A partir dos resultados obtidos é possível realizar análises que buscam compreender a abundância de espécies afetadas e se a riqueza também seria afetada, além de orientar para possíveis medidas mitigadores do suposto impacto, levando em consideração a distribuição de espécies nas ilhas.

getwd()
## [1] "C:/Users/beatr/OneDrive/Área de Trabalho/Faculdade/R (2024)"
dir()
## [1] "Projeto R - Relação Espécie-Área" "Relação-Espécie-Área.html"       
## [3] "Relação-Espécie-Área.Rmd"         "Relação-Espécie-Área_files"      
## [5] "Relação Espécie Área.Rmd"         "sar-areas AAALS.csv"             
## [7] "sar-areas.csv"                    "sar-model-data.csv"
areas1<-read.csv("sar-areas AAALS.csv",header=FALSE)
mod1a<-potencia(parametros[1,"b0"],areas1,parametros[1,"b1"])
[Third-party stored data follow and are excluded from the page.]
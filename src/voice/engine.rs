//! Speech backend interfaces
//!
//! The narrator and wake-word listener only talk to these traits, so the
//! control logic runs the same against audio hardware, the espeak CLI or
//! scripted test doubles.

use async_trait::async_trait;
use tokio::sync::{mpsc, oneshot};

use crate::language::Language;
use crate::{Error, Result};

/// Audio payload handed to an output device
#[derive(Debug, Clone)]
pub enum AudioClip {
    /// MP3 bytes as returned by the remote speech endpoint
    Mpeg(Vec<u8>),
    /// Mono f32 samples
    Pcm { samples: Vec<f32>, sample_rate: u32 },
}

impl AudioClip {
    /// Size of the payload in bytes or samples, for logging
    #[must_use]
    pub fn len(&self) -> usize {
        match self {
            Self::Mpeg(bytes) => bytes.len(),
            Self::Pcm { samples, .. } => samples.len(),
        }
    }

    /// Whether the clip carries no audio
    #[must_use]
    pub fn is_empty(&self) -> bool {
        self.len() == 0
    }
}

/// Completion handle for a clip or utterance that has started playing
///
/// Resolves when playback ends naturally, fails, or is stopped.
#[derive(Debug)]
pub struct PlaybackHandle {
    done: oneshot::Receiver<Result<()>>,
}

impl PlaybackHandle {
    /// Create a handle together with the sender that completes it
    #[must_use]
    pub fn channel() -> (oneshot::Sender<Result<()>>, Self) {
        let (tx, done) = oneshot::channel();
        (tx, Self { done })
    }

    /// A handle that is already finished
    #[must_use]
    pub fn finished_with(result: Result<()>) -> Self {
        let (tx, handle) = Self::channel();
        let _ = tx.send(result);
        handle
    }

    /// Wait for playback to end
    ///
    /// # Errors
    ///
    /// Returns the backend's playback error, or a playback error if the
    /// backend dropped the handle without reporting
    pub async fn finished(self) -> Result<()> {
        self.done
            .await
            .map_err(|_| Error::Playback("playback abandoned by backend".to_string()))?
    }
}

/// A speaker the narrator can play clips through
///
/// `start` must begin playback before returning so that a `stop` issued
/// afterwards always halts it.
pub trait AudioOutput: Send + Sync {
    /// Begin playing a clip
    fn start(&self, clip: AudioClip) -> PlaybackHandle;

    /// Pause the active clip, retaining position
    fn pause(&self);

    /// Resume the active clip from its retained position
    fn resume(&self);

    /// Halt the active clip; safe to call when nothing is playing
    fn stop(&self);
}

/// An installed on-device voice
#[derive(Debug, Clone, PartialEq, Eq)]
pub struct VoiceInfo {
    /// Engine-specific voice name
    pub name: String,
    /// BCP-47 style language tag (`hi`, `en-US`)
    pub lang: String,
}

impl VoiceInfo {
    #[must_use]
    pub fn new(name: impl Into<String>, lang: impl Into<String>) -> Self {
        Self {
            name: name.into(),
            lang: lang.into(),
        }
    }
}

/// On-device speech synthesis engine
#[async_trait]
pub trait SpeechSynthesizer: Send + Sync {
    /// Voices currently registered with the engine
    async fn voices(&self) -> Vec<VoiceInfo>;

    /// Queue a single utterance in the given locale
    fn speak(&self, text: &str, locale: &str) -> PlaybackHandle;

    /// Pause the active utterance
    fn pause(&self);

    /// Resume the paused utterance
    fn resume(&self);

    /// Cancel the active utterance; safe to call when idle
    fn cancel(&self);
}

/// Remote endpoint that renders text to MP3 audio
#[async_trait]
pub trait SpeechProxy: Send + Sync {
    /// Fetch audio for one chunk of text
    async fn fetch(&self, text: &str, language: Language) -> Result<Vec<u8>>;
}

/// How long a recognition session listens
#[derive(Debug, Clone, Copy, PartialEq, Eq)]
pub enum RecognitionMode {
    /// Keep listening across utterances until stopped
    Continuous,
    /// End after the first final result
    SingleShot,
}

/// Parameters for a recognition session
#[derive(Debug, Clone, PartialEq, Eq)]
pub struct RecognitionOptions {
    pub locale: String,
    pub mode: RecognitionMode,
    pub interim_results: bool,
}

impl RecognitionOptions {
    /// Always-on listening used for wake word detection
    #[must_use]
    pub fn continuous(locale: impl Into<String>) -> Self {
        Self {
            locale: locale.into(),
            mode: RecognitionMode::Continuous,
            interim_results: true,
        }
    }

    /// One utterance, final results only
    #[must_use]
    pub fn single_shot(locale: impl Into<String>) -> Self {
        Self {
            locale: locale.into(),
            mode: RecognitionMode::SingleShot,
            interim_results: false,
        }
    }
}

/// Why a recognition session reported an error
#[derive(Debug, Clone, PartialEq, Eq)]
pub enum RecognitionError {
    /// Recognition is unsupported or access was denied
    NotAllowed(String),
    /// No speech was heard before the session gave up
    NoSpeech,
    /// Transport or engine failure
    Failed(String),
}

impl RecognitionError {
    /// Whether the error disables recognition for the rest of the session
    #[must_use]
    pub const fn is_permission(&self) -> bool {
        matches!(self, Self::NotAllowed(_))
    }
}

/// Event emitted by a recognition session
#[derive(Debug, Clone, PartialEq, Eq)]
pub enum RecognitionEvent {
    /// A transcript, interim or final
    Result { transcript: String, is_final: bool },
    /// The session hit an error; `End` follows
    Error(RecognitionError),
    /// The session ended
    End,
}

/// Speech-to-text engine
///
/// Dropping the returned receiver stops the session.
#[async_trait]
pub trait SpeechRecognizer: Send + Sync {
    /// Start a recognition session
    async fn start(&self, options: RecognitionOptions) -> Result<mpsc::Receiver<RecognitionEvent>>;
}
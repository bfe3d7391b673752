//! Energy-based utterance segmentation
//!
//! Microphone audio arrives as a continuous stream. Before anything is sent
//! for transcription, this detector finds spans of speech bounded by
//! silence so that each request carries one utterance.

use super::capture::{SAMPLE_RATE, rms_energy};

/// Minimum audio energy threshold to consider speech
const ENERGY_THRESHOLD: f32 = 0.03;

/// Minimum duration of speech to emit (in samples at 16kHz)
const MIN_SPEECH_SAMPLES: usize = 4800; // 0.3 seconds

/// Silence duration to consider end of utterance (in samples)
const SILENCE_SAMPLES: usize = 8000; // 0.5 seconds

/// Longest utterance kept before it is cut and emitted anyway
const MAX_UTTERANCE_SAMPLES: usize = SAMPLE_RATE as usize * 15;

/// State of the segmenter
#[derive(Debug, Clone, Copy, PartialEq, Eq)]
pub enum SegmenterState {
    /// Waiting for speech
    Idle,
    /// Speech detected, accumulating until silence
    Listening,
}

/// Splits a sample stream into speech segments
#[derive(Debug)]
pub struct SpeechSegmenter {
    state: SegmenterState,
    speech_buffer: Vec<f32>,
    silence_counter: usize,
}

impl Default for SpeechSegmenter {
    fn default() -> Self {
        Self::new()
    }
}

impl SpeechSegmenter {
    #[must_use]
    pub const fn new() -> Self {
        Self {
            state: SegmenterState::Idle,
            speech_buffer: Vec::new(),
            silence_counter: 0,
        }
    }

    /// Feed a block of samples
    ///
    /// Returns a complete utterance once enough speech has been followed by
    /// enough silence. The segmenter resets itself after emitting.
    pub fn push(&mut self, samples: &[f32]) -> Option<Vec<f32>> {
        let energy = rms_energy(samples);
        let is_speech = energy > ENERGY_THRESHOLD;

        match self.state {
            SegmenterState::Idle => {
                if is_speech {
                    self.state = SegmenterState::Listening;
                    self.speech_buffer.clear();
                    self.speech_buffer.extend_from_slice(samples);
                    self.silence_counter = 0;
                    tracing::trace!(energy, "speech detected, listening");
                }
                None
            }
            SegmenterState::Listening => {
                self.speech_buffer.extend_from_slice(samples);

                if is_speech {
                    self.silence_counter = 0;
                } else {
                    self.silence_counter += samples.len();
                }

                let complete = self.silence_counter > SILENCE_SAMPLES
                    && self.speech_buffer.len() > MIN_SPEECH_SAMPLES;
                if complete || self.speech_buffer.len() >= MAX_UTTERANCE_SAMPLES {
                    tracing::debug!(samples = self.speech_buffer.len(), "speech segment complete");
                    return Some(self.take_segment());
                }

                // Too much silence without enough speech
                if self.silence_counter > SILENCE_SAMPLES * 2 {
                    tracing::trace!("timeout - resetting");
                    self.reset();
                }
                None
            }
        }
    }

    /// Discard any partial utterance
    pub fn reset(&mut self) {
        self.state = SegmenterState::Idle;
        self.speech_buffer.clear();
        self.silence_counter = 0;
    }

    /// Current state
    #[must_use]
    pub const fn state(&self) -> SegmenterState {
        self.state
    }

    /// Samples buffered for the utterance in progress
    #[must_use]
    pub fn buffered(&self) -> usize {
        self.speech_buffer.len()
    }

    fn take_segment(&mut self) -> Vec<f32> {
        let segment = std::mem::take(&mut self.speech_buffer);
        self.reset();
        segment
    }
}
//! Text translation

use serde::Deserialize;

use crate::llm::{ChatMessage, CompletionOptions, LlmClient};
use crate::Result;

use super::{language_name, require};

/// Body of a translation request
#[derive(Debug, Clone, Deserialize)]
#[serde(rename_all = "camelCase")]
pub struct TranslateRequest {
    #[serde(default)]
    pub text: String,
    #[serde(default = "super::default_language")]
    pub target_lang: String,
}

fn prompt(text: &str, target: &str) -> String {
    format!(
        "Translate the following text into {target}.\n\
         Provide only the translated text as the output.\n\
         Do not include any explanations or conversational text.\n\n\
         Text: \"{text}\""
    )
}

/// Translate `text` into `target` (a code like `hi` or a language name)
///
/// # Errors
///
/// Returns `InvalidInput` for blank text, or the completion error
pub async fn translate(llm: &LlmClient, text: &str, target: &str) -> Result<String> {
    let text = require("text", text)?;
    let target = language_name(target);

    let messages = [ChatMessage::user(prompt(text, &target))];
    let reply = llm.complete(&messages, CompletionOptions::new()).await?;

    tracing::debug!(target = %target, chars = text.chars().count(), "text translated");
    Ok(strip_quotes(reply.trim()).to_string())
}

/// Models often echo the quotes the prompt put around the text
fn strip_quotes(text: &str) -> &str {
    text.strip_prefix('"')
        .and_then(|t| t.strip_suffix('"'))
        .unwrap_or(text)
}
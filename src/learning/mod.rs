//! Generated study material
//!
//! Each generator validates its request, builds a prompt, and parses the
//! model's JSON into typed content. Requests use the browser's camelCase
//! field names so they can be deserialized straight from API bodies.

mod flashcards;
mod roadmap;
mod slides;
mod translate;

pub use flashcards::{Flashcard, FlashcardRequest, FlashcardSet, generate_flashcards};
pub use roadmap::{
    LearnerProfile, PersonalizedRoadmap, RoadmapPhase, RoadmapRequest, RoadmapResource,
    RoadmapWeek, WeeklyRoadmap, generate_personalized_roadmap, generate_weekly_roadmap,
};
pub use slides::{Slide, SlideDeck, SlideMetadata, SlideRequest, generate_slides};
pub use translate::{TranslateRequest, translate};

use serde::{Deserialize, Deserializer};

use crate::language::Language;
use crate::{Error, Result};

/// Reject a blank required field
fn require<'a>(field: &str, value: &'a str) -> Result<&'a str> {
    let value = value.trim();
    if value.is_empty() {
        return Err(Error::InvalidInput(format!("{field} is required")));
    }
    Ok(value)
}

/// Display name for a language given as a code (`hi`) or a name (`Hindi`)
fn language_name(language: &str) -> String {
    language.parse::<Language>().map_or_else(
        |_| {
            let trimmed = language.trim();
            if trimmed.is_empty() {
                Language::default().name().to_string()
            } else {
                trimmed.to_string()
            }
        },
        |lang| lang.name().to_string(),
    )
}

fn default_language() -> String {
    Language::default().code().to_string()
}

/// Accept a string, number, list of strings or null as text
fn flexible_text<'de, D: Deserializer<'de>>(deserializer: D) -> std::result::Result<String, D::Error> {
    #[derive(Deserialize)]
    #[serde(untagged)]
    enum Raw {
        Text(String),
        Number(serde_json::Number),
        List(Vec<String>),
        Nothing,
    }

    Ok(match Raw::deserialize(deserializer)? {
        Raw::Text(text) => text,
        Raw::Number(number) => number.to_string(),
        Raw::List(items) => items.join(", "),
        Raw::Nothing => String::new(),
    })
}
//! Lenient JSON parsing for model output
//!
//! Models asked for JSON sometimes wrap it in prose or code fences. Parsing
//! is strict first, then falls back once to the first braced or bracketed
//! region of the text.

use std::sync::LazyLock;

use regex::Regex;
use serde::de::DeserializeOwned;

use crate::{Error, Result};

static OBJECT_REGEX: LazyLock<Regex> =
    LazyLock::new(|| Regex::new(r"(?s)\{.*\}").expect("valid regex"));

static ARRAY_REGEX: LazyLock<Regex> =
    LazyLock::new(|| Regex::new(r"(?s)\[.*\]").expect("valid regex"));

/// Find the outermost JSON-looking region in `text`
///
/// Whichever of `{` or `[` appears first decides the shape.
#[must_use]
pub fn extract_json(text: &str) -> Option<&str> {
    let object = OBJECT_REGEX.find(text);
    let array = ARRAY_REGEX.find(text);

    match (object, array) {
        (Some(o), Some(a)) => Some(if a.start() < o.start() { a } else { o }),
        (o, a) => o.or(a),
    }
    .map(|m| m.as_str())
}

/// Parse model output as `T`, with one extraction fallback
///
/// # Errors
///
/// Returns `InvalidResponse` if neither the text nor its extracted region
/// deserializes
pub fn parse_lenient<T: DeserializeOwned>(text: &str) -> Result<T> {
    let trimmed = text.trim();
    if let Ok(value) = serde_json::from_str(trimmed) {
        return Ok(value);
    }

    let Some(region) = extract_json(trimmed) else {
        tracing::warn!(chars = trimmed.len(), "model output contained no JSON");
        return Err(Error::InvalidResponse("no JSON found in model output".to_string()));
    };

    serde_json::from_str(region).map_err(|e| {
        tracing::warn!(error = %e, "extracted JSON did not parse");
        Error::InvalidResponse(format!("invalid JSON in model output: {e}"))
    })
}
mod2a<-pot_quadrada(parametros[2,"b0"],parametros[2,"b1"],areas1,parametros[2,"b2"])

mod3a<-loga(parametros[3,"b0"],parametros[3,"b1"],areas1)

mod4a<-MM(parametros[4,"b0"],areas1,parametros[4,"b1"])

mod5a<-Lomo(parametros[5,"b0"],parametros[5,"b1"],parametros[5,"b2"],areas1)

###Organizando os resultados

modsa<-cbind(mod1a,mod2a,mod3a,mod4a,mod5a)
stdev<-apply(modsa,1,sd)
media<-rowSums(modsa)/5
modsa<-cbind(areas1,modsa,media,stdev,stdev/media)
colnames(modsa)<-c("Areas","Power","PowerQuadratic","Logarithmic","Michaelis-Menten","Lomolino","Media","Stdev","Stdev/media")

kable(mods)
Areas Power PowerQuadratic Logarithmic Michaelis-Menten Lomolino Media Stdev Stdev/media
1.00 20.81000 22.38721 15.68552 1.971770 19.77805 16.12651 8.291809 0.5141726
5.20 28.44633 29.05838 21.25268 9.351727 27.36975 23.09578 8.287700 0.3588405
10.95 32.76008 32.89711 28.87440 17.576878 31.66880 28.75545 6.454702 0.2244688
152.30 53.96498 52.62999 216.23604 67.142675 52.73406 88.54155 71.643474 0.8091509
597.60 69.93258 68.47995 806.48816 80.197160 68.39243 218.69806 328.621413 1.5026261
820.00 74.25594 72.91834 1101.28284 81.670125 72.59037 280.54352 458.822122 1.6354757
989.80 76.95341 75.71906 1326.35540 82.367483 75.19974 327.31902 558.485578 1.7062424
1232.50 80.22048 79.14344 1648.05806 83.041774 78.34964 393.76268 701.174680 1.7807037
15061.00 128.94163 134.30311 19977.95141 85.667859 123.83319 4090.13944 8881.577508 2.1714608

###Gráficos dos resultados

plot(modsa$Areas,modsa$PowerQuadratic,xlab="Areas",ylab="Especies")
points(modsa$Areas,modsa$Power,col="red")
points(modsa$Areas,modsa$Logarithmic,col="blue")
points(modsa$Areas,modsa$`Michaelis-Menten`,col="purple")
points(modsa$Areas,modsa$Lomolino,col="brown")

P2: Discuta alguns fatores ecológicos que podem afetar o número de espécies em uma ilha.

A teoria da biogeografia de ilhas postula que o número de espécies em uma ilha está relacionado ao tamanho dela e a sua distância do continente - ou de outras ilhas. Dessa forma, ilhas maiores tendem a apresentar maior riqueza de espécies se comparadas com ilhas menores, uma vez que o espaço mais amplo permite a exploração de diferentes nichos pelas espécies e diminui eventos de competição. Ilhas mais próximas do continente também possuem uma tendência a abrigarem um maior número de espécies, dado que a migração é mais viável em relação a uma ilha distante; ilhas distantes do continente são isoladas geograficamente, dificultando a migração de espécies de outras regiões, reduzindo a riqueza e promovendo a ocorrência de endemismos. Outros fatores que também podem influenciar a riqueza de espécies são as interações ecológicas (intra e interespecíficas), a disponibilidade de recursos, a ocorrência de eventos casuais, a diversidade de habitas e a variedade de nichos.